You can find more here, though nothing quite as astounding (and, sadly, none featuring the bee girl). The poetry's pretty rich, though, particularly Melonhed's "12 Steps of Pain and Happiness." Step 10 is "We stay melonized forever."
In other news, I am currently drinking grape Tang from a tiki mug. I am swank as fuck.
If you had a conversation with me about spring break in the last couple of weeks, it probably went something like this:
YOU: So, are you doing anything for spring break? ME: Uh, not that I can think of... Oh! Wait! I'm pretty sure I'm going to Atlantic City! YOU: Are you serious? What are you doing in Atlantic City? ME: I dunno... Try a casino, find some outdated arcades... YOU: Wow... Where are you staying? ME: (laughing hysterically) The fucking Tropicana!
Well, I'm back, and I can safely say that the trip kicked all sorts of ass. The company was great, the city was as gonzo as I'd hoped, and I managed to eat the equivalent of an entire cow. Because it's late and a full narrative would take longer than I'm willing to invest, here are...
What's this? A Demons plug thinly disguised as a journal entry? In Oscar's Livejournal? Surely you jest!
Anyway, this is actually pretty cool. On Friday (Nov. 11th, if you wanna be that way about it), we'll be playing at our buddy Brian Bergeron's CD release party, at AfterHours (over on the Northeastern campus). We'll be going on last-- prolly 'round 11 o'clock-- but you should come earlier, because it should be cool (Doors are at 9, I b'lieve). If you don't go to Northeastern and would like to show your pretty little face, either let us know as soon as possible, or piggyback on a friend who goes to the school. Rock!
Oh, and if you haven't checked out DemonsOfStupidity.net, you totally should. It's all pretty and shit.
Gad, this thing's devolving into a shameless self-promotion blog. I swear, I'll post some trivial shit again soon. But in the meantime, why not tune into WRBB tonight (or subsequent Thursdays) from midnight to 3 AM for Looking For Foot-Foot, a show of DIY, outsider, lo-fi, and all-around underground stuff, "officially" hosted by Andy and co-hosted by Stacey and myself! Oh, and if you contact us at the station, remember the party line: I am an art major at Northeastern University.
(And yeah, I realize the irony in the fact that I go to a school with the biggest college radio station in the country, and I go off campus to do my show. Next semester, I swear I'll get my applications in on time)

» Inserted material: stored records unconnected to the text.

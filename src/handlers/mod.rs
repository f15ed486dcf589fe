// handlers/mod.rs - one handler per resource
//
// Every handler follows the same dispatch:
// OPTIONS → pre-flight (no storage touched)
// other verbs → acquire scope → authenticate → operate → commit
// unsupported verb from an authenticated caller → 405
//
// /auth is public, so it rejects unsupported verbs before touching storage.

use std::sync::Arc;

use tracing::debug;

use crate::api::{Envelope, HandlerRequest, Method};
use crate::auth::SessionAuthenticator;
use crate::database::{StorageGateway, StorageScope};
use crate::error::ApiError;

pub mod auth;
pub mod files;
pub mod games;
pub mod platforms;

/// Shared, request-independent collaborators.
#[derive(Clone)]
pub struct AppState {
    pub gateway: Arc<dyn StorageGateway>,
    pub sessions: SessionAuthenticator,
}

impl AppState {
    pub fn new(gateway: Arc<dyn StorageGateway>, sessions: SessionAuthenticator) -> Self {
        Self { gateway, sessions }
    }

    /// Open the per-request unit of work.
    pub async fn scope(&self) -> Result<Box<dyn StorageScope>, ApiError> {
        Ok(self.gateway.acquire().await?)
    }

    /// Acquire a scope and resolve the caller's session in it.
    pub async fn authenticated(
        &self,
        request: &HandlerRequest,
    ) -> Result<(Box<dyn StorageScope>, i64), ApiError> {
        let mut scope = self.scope().await?;
        let user_id = self
            .sessions
            .resolve(scope.as_mut(), request.session_token())
            .await?;
        Ok((scope, user_id))
    }
}

/// CORS pre-flight short-circuit; `Some` is the terminal envelope.
pub(crate) fn preflight(handler: &str, request: &HandlerRequest, allowed: &[Method]) -> Option<Envelope> {
    let method = request.method();
    debug!("{} {}", method, handler);
    (method == Method::Options).then(|| Envelope::preflight(allowed))
}

/// Pre-flight plus an unauthenticated 405 for handlers without a session.
pub(crate) fn gate(handler: &str, request: &HandlerRequest, allowed: &[Method]) -> Result<Method, Envelope> {
    if let Some(envelope) = preflight(handler, request, allowed) {
        return Err(envelope);
    }
    match request.method() {
        m if allowed.contains(&m) => Ok(m),
        _ => Err(Envelope::error(&ApiError::MethodNotAllowed)),
    }
}

/// Commit and hand back the reply.
pub(crate) async fn finish<T>(scope: Box<dyn StorageScope>, value: T) -> Result<T, ApiError> {
    scope.commit().await?;
    Ok(value)
}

Walking down Boylston Street today, I heard a man screaming into his cell-phone, "No! She'll jump on you, and you'll get knocked to the ground, and you won't be able to get back up!" That was the third coolest thing that happened to me today. The second was the fantasy I immediately entertained, in which the person on the other end of that conversation was a Koopa Troopa.
The coolest thing I saw today-- and in the running for the coolest thing I've ever seen-- is this movie trailer. I know that movie made me feel warm and fuzzy...
So, uh, yeah. We have a new site-- One with a URL that doesn't take five minutes to tell someone! Mad props to Colin, for hosting and designing it. Watch for updates, kids!